Date of this Version

2010

Comments

Case Western Reserve Law Review, Vol. 61, January 2011

Abstract

In five cases issued during the last five years, the Supreme Court interpreted statutory anti-retaliation provisions broadly to protect employees who report illegal employer conduct. These decisions conflict with the typical understanding of this Court as pro-employer and judicially conservative. In a sixth retaliation decision during this time, however, the Court interpreted constitutional anti-retaliation protection narrowly, which fits with the Court’s pro-employer image but diverges from the anti-retaliation stance it appeared to take in the other five retaliation cases. This Article explains these seemingly anomalous results by examining the last fifty years of the Supreme Court’s retaliation jurisprudence.
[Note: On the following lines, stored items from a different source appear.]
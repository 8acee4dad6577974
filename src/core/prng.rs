// Minimal PRNG (no external crates).
//
// This is NOT cryptographically secure.
// It drives field noise only. One generator is owned by each `Graph` and
// seeded once at build time, so a run is reproducible for a fixed step order.

#[derive(Debug, Clone)]
pub struct Prng {
    state: u64,
    // Second Box-Muller sample, handed out on the next call.
    spare_normal: Option<f64>,
}

impl Prng {
    pub fn new(seed: u64) -> Self {
        // Avoid a zero state.
        let seed = if seed == 0 { 0x9E3779B97F4A7C15 } else { seed };
        Self {
            state: seed,
            spare_normal: None,
        }
    }

    #[inline]
    fn next_u64(&mut self) -> u64 {
        // xorshift64*
        let mut x = self.state;
        x ^= x >> 12;
        x ^= x << 25;
        x ^= x >> 27;
        self.state = x;
        x.wrapping_mul(0x2545F4914F6CDD1D)
    }

    #[inline]
    fn next_f64_01(&mut self) -> f64 {
        // 53 random mantissa bits -> [0,1).
        (self.next_u64() >> 11) as f64 / (1u64 << 53) as f64
    }

    /// Sample from a normal distribution with mean 0 and the given standard deviation.
    pub fn next_normal(&mut self, std_dev: f64) -> f64 {
        if let Some(z) = self.spare_normal.take() {
            return z * std_dev;
        }

        // Box-Muller; u1 must stay away from 0 for the log.
        let mut u1 = self.next_f64_01();
        while u1 <= f64::MIN_POSITIVE {
            u1 = self.next_f64_01();
        }
        let u2 = self.next_f64_01();

        let radius = (-2.0 * u1.ln()).sqrt();
        let angle = 2.0 * core::f64::consts::PI * u2;
        self.spare_normal = Some(radius * angle.sin());
        radius * angle.cos() * std_dev
    }
}

#[cfg(test)]
mod tests {
    use super::*;

    #[test]
    fn same_seed_same_stream() {
        let mut a = Prng::new(7);
        let mut b = Prng::new(7);
        for _ in 0..100 {
            assert_eq!(a.next_normal(1.0), b.next_normal(1.0));
        }
    }

    #[test]
    fn normal_samples_have_plausible_moments() {
        let mut rng = Prng::new(42);
        let n = 20_000;
        let samples: Vec<f64> = (0..n).map(|_| rng.next_normal(2.0)).collect();
        let mean = samples.iter().sum::<f64>() / n as f64;
        let var = samples.iter().map(|x| (x - mean).powi(2)).sum::<f64>() / n as f64;

        assert!(mean.abs() < 0.1, "mean = {mean}");
        assert!((var.sqrt() - 2.0).abs() < 0.1, "std = {}", var.sqrt());
    }

    #[test]
    fn unit_samples_stay_in_range() {
        let mut rng = Prng::new(0);
        for _ in 0..1000 {
            let x = rng.next_f64_01();
            assert!((0.0..1.0).contains(&x));
        }
    }
}
impl Connectable for ProcessingStep {
    fn label(&self) -> &str {
        match self {
            ProcessingStep::Weight(_) => "weight",
            ProcessingStep::Projection(_) => "projection",
            ProcessingStep::Scaler(_) => "scaler",
        }
    }

    fn input_dimensionality(&self) -> Option<usize> {
        match self {
            ProcessingStep::Projection(p) => Some(p.input_dimensionality),
            _ => self.input_dimension_sizes().map(|s| s.len()),
        }
    }

    fn output_dimensionality(&self) -> Option<usize> {
        match self {
            ProcessingStep::Projection(p) => Some(p.output_dimensionality),
            _ => self.output_dimension_sizes().map(|s| s.len()),
        }
    }

    fn input_dimension_sizes(&self) -> Option<&[usize]> {
        match self {
            ProcessingStep::Weight(w) => w.sizes.as_deref(),
            ProcessingStep::Projection(p) => p.input_sizes.as_deref(),
            ProcessingStep::Scaler(s) => s.input_sizes.as_deref(),
        }
    }

    fn output_dimension_sizes(&self) -> Option<&[usize]> {
        match self {
            ProcessingStep::Weight(w) => w.sizes.as_deref(),
            ProcessingStep::Projection(p) => p.output_sizes.as_deref(),
            ProcessingStep::Scaler(s) => s.output_sizes.as_deref(),
        }
    }

    fn output(&self) -> &ArrayD<f64> {
        match self {
            ProcessingStep::Weight(w) => &w.output,
            ProcessingStep::Projection(p) => &p.output,
            ProcessingStep::Scaler(s) => &s.output,
        }
    }

    fn step(&mut self, inputs: &[ArrayD<f64>], _rng: &mut Prng) {
        let Some(input) = inputs.first() else {
            return;
        };
        match self {
            ProcessingStep::Weight(w) => w.apply(input),
            ProcessingStep::Projection(p) => p.output = p.project(input),
            ProcessingStep::Scaler(s) => {
                let target = s
                    .output_sizes
                    .clone()
                    .unwrap_or_else(|| input.shape().to_vec());
                s.output = resample_linear(input, &target);
            }
        }
    }
}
In doing so, a persistent theme emerges: the “Anti-Retaliation Principle,” which the Court uses to advance the notion that protecting employees from retaliation will enhance the enforcement of the nation’s laws. The Court has used the Anti- Retaliation Principle for a half-century to strengthen statutory protection from employer retaliation. However, the Court also has demonstrated consistently that it considers the Principle to be primarily a statutory, rather than a constitutional, norm. The Anti-Retaliation Principle explains the recent cases and provides a reasoned and consistent standard against which they can be evaluated. Furthermore, the Supreme Court’s Anti-Retaliation Principle provides important lessons for courts as they confront the need to prevent employers from retaliating against employees who report illegalities.